Repeat the data exactly as it stands.

Collected data entries:
*** Block opens ***

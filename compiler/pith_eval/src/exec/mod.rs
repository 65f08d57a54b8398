//! Execution helpers shared by the interpreter.
//!
//! - `args`: binding call-site arguments to declared parameters
//! - `control`: loop handling of unwinds

pub mod args;
pub mod control;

*** Block closes ***

§ TASK SOLUTION:
filename compiler/pith_eval/src/exec/mod.rs
repository 65f08d57a54b8398
//! Execution helpers shared by the interpreter.
//!
//! - `args`: binding call-site arguments to declared parameters
//! - `control`: loop handling of unwinds

pub mod args;
pub mod control;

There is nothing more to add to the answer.